In risposta a questi problemi, il Ministero dell’Ambiente ha proposto quattro soluzioni immediate.
Aumento degli stoccaggi
Innanzi tutto l’aumento della capacità degli stoccaggi e quindi delle misure di sicurezza in vista di una maggiore quantità di rifiuti. Si alza infatti il rischio di incendi o di infiltrazioni ma anche di emissioni di gas tossici. Saranno poi raddoppiati i permessi per quanto riguarda il periodo di stoccaggio consentito dalla legge.
Una combustione più efficiente
E’ stata anche aumentata la soglia massima di capacità termica per gli inceneritori, al fine di consentire una combustione intensiva e in tempi più brevi. Inoltre, una priorità alla combustione sarà data ai rifiuti provenienti dalle abitazioni in cui sono stati registrati casi di COVID-19.
Le discariche urbane poi fungeranno da temporaneo spazio di stoccaggio dei rifiuti urbani, indifferenziati o differenziati.

Le discariche urbane
A questo proposito, bisogna anche sottolineare il fatto che molti comuni hanno deciso di chiudere le discariche urbane, sopratutto in quelli maggiormente colpiti dall’epidemia di COVID-19. Per citarne alcuni, il comune di Torre Boldone e di Sovere nella bergamasca e quello di Gessate nel milanese.

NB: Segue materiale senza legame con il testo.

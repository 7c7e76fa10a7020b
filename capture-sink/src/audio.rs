// SPDX-FileCopyrightText: 2025 2025 Contributors to the Media eXchange Layer project.
// SPDX-License-Identifier: Apache-2.0

//! Audio endpoint behavior.
//!
//! ## Accepted input
//! - Major type `MEDIATYPE_Audio`, not temporally compressed
//! - Format type `FORMAT_WaveFormatEx` with a readable format block
//! - Subtype IEEE float or PCM
//! - Wave format tag PCM, IEEE float or extensible
//!
//! ## Advertised formats
//! IEEE float first, then PCM. Neither carries a format block; the source
//! fills in rate and layout.

use capture_format::{
    FORMAT_WAVE_FORMAT_EX, Guid, MEDIASUBTYPE_IEEE_FLOAT, MEDIASUBTYPE_PCM, MEDIATYPE_AUDIO,
    MediaType, WaveFormatEx, WaveFormatTag,
    time::{media_time_to_milliseconds, media_time_to_seconds, milliseconds_to_media_time},
};
use tracing::{debug, warn};

use crate::{
    AudioConfig, IngestError, RejectReason,
    ingest::SampleTimes,
    kind::{MediaKind, copy_payload},
};

/// Input subtypes in order of preference.
const INPUT_SUBTYPES: [Guid; 2] = [MEDIASUBTYPE_IEEE_FLOAT, MEDIASUBTYPE_PCM];

/// Marker for the audio media kind.
#[derive(Clone, Copy, Debug, Default, PartialEq, Eq)]
pub struct Audio;

/// One block of audio handed to the consumer.
///
/// `timestamp` and `duration` are in milliseconds. Both are truncated from
/// 100 ns media units.
#[derive(Clone, Debug, Default, PartialEq, Eq)]
pub struct AudioBuffer {
    config: AudioConfig,
    timestamp: i64,
    duration: i64,
    data: Vec<u8>,
}

impl AudioBuffer {
    /// Format of the samples in [`buffer`](Self::buffer).
    pub fn config(&self) -> &AudioConfig {
        &self.config
    }

    pub fn timestamp(&self) -> i64 {
        self.timestamp
    }

    /// Zero when the source supplied no stop time.
    pub fn duration(&self) -> i64 {
        self.duration
    }

    pub fn buffer(&self) -> &[u8] {
        &self.data
    }

    pub fn buffer_length(&self) -> usize {
        self.data.len()
    }
}

impl MediaKind for Audio {
    type Config = AudioConfig;
    type Buffer = AudioBuffer;

    const CHANNEL_NAME: &'static str = "AudioSink";
    const MAJOR_TYPE: Guid = MEDIATYPE_AUDIO;

    fn check_media_type(media_type: &MediaType) -> Result<AudioConfig, RejectReason> {
        if media_type.major_type != Some(MEDIATYPE_AUDIO) {
            return Err(RejectReason::WrongMajorType {
                expected: "MEDIATYPE_Audio",
            });
        }
        if media_type.temporal_compression {
            return Err(RejectReason::TemporallyCompressed);
        }
        let (Some(subtype), Some(format_type)) = (media_type.subtype, media_type.format_type)
        else {
            return Err(RejectReason::MissingSubtypeOrFormatType);
        };
        if format_type != FORMAT_WAVE_FORMAT_EX {
            return Err(RejectReason::UnsupportedFormatType(format_type));
        }
        if !INPUT_SUBTYPES.contains(&subtype) {
            return Err(RejectReason::UnsupportedSubtype(subtype));
        }
        if media_type.format.is_empty() {
            return Err(RejectReason::MissingFormatBlock);
        }

        let format = WaveFormatEx::parse(&media_type.format)?;
        match format.format_tag {
            WaveFormatTag::PCM | WaveFormatTag::IEEE_FLOAT | WaveFormatTag::EXTENSIBLE => {
                Ok(AudioConfig::from_wave_format(&format))
            }
            other => Err(RejectReason::UnsupportedFormatTag(other)),
        }
    }

    fn media_type(index: usize, _requested: &AudioConfig) -> Option<MediaType> {
        INPUT_SUBTYPES.get(index).map(|subtype| {
            MediaType::new(MEDIATYPE_AUDIO)
                .with_subtype(*subtype)
                .with_format_type(FORMAT_WAVE_FORMAT_EX)
        })
    }

    fn fill_buffer(
        buffer: &mut AudioBuffer,
        actual: &AudioConfig,
        times: SampleTimes,
        payload: &[u8],
    ) -> Result<(), IngestError> {
        let timestamp = media_time_to_milliseconds(times.start);
        let duration = match times.end {
            Some(end) => media_time_to_milliseconds(end) - timestamp,
            None => {
                warn!("audio sample has no stop time, duration set to 0");
                0
            }
        };

        copy_payload(&mut buffer.data, payload)?;
        buffer.config = *actual;
        buffer.timestamp = timestamp;
        buffer.duration = duration;
        Ok(())
    }

    fn log_buffer(buffer: &AudioBuffer) {
        debug!(
            "audio buffer: {} timestamp={}ms ({:.3}s) duration={}ms ({:.3}s) size={}",
            buffer.config,
            buffer.timestamp,
            media_time_to_seconds(milliseconds_to_media_time(buffer.timestamp)),
            buffer.duration,
            media_time_to_seconds(milliseconds_to_media_time(buffer.duration)),
            buffer.data.len()
        );
    }
}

La chiusura delle piattaforme ecologiche, per quanto necessaria, causerà molti problemi di smaltimento dei rifiuti pesanti, anche domestici, per non parlare di quelli aziendali delle attività strategiche.
Un’ occasione per cambiare
Il problema della gestione dei rifiuti durante una simile emergenza è l’ennesimo campanello di allarme e, forse, un’ennesima occasione per ripensare le nostre abitudini. Dovremmo infatti chiederci se vale la pena, a emergenza finita, continuare ad utilizzare le risorse in modo eccessivo. I rifiuti, infatti, derivano spesso da prodotti atti a soddisfare i nostri più futili capricci, oltre che quelli delle più grandi aziende inquinanti.
La pandemia di coronavirus durante la quale ci stiamo dimostrando incapaci di gestire i rifiuti dovrebbe portarci a realizzare che l’essere umano non è invincibile. Anzi, continuando a vivere con le stesse abitudini di sempre, non saremo in grado di far fronte ai problemi futuri di simile, se non peggiore portata. Magari non giungeranno in veste di pandemia, bensì sotto forma di catastrofe naturale o ondate migratorie conseguenti ai cambiamenti climatici. Per questo consumare meno, produrre meno e, quindi, dover smaltire meno sarà l’unica chiave per evitare che la storia si ripeta.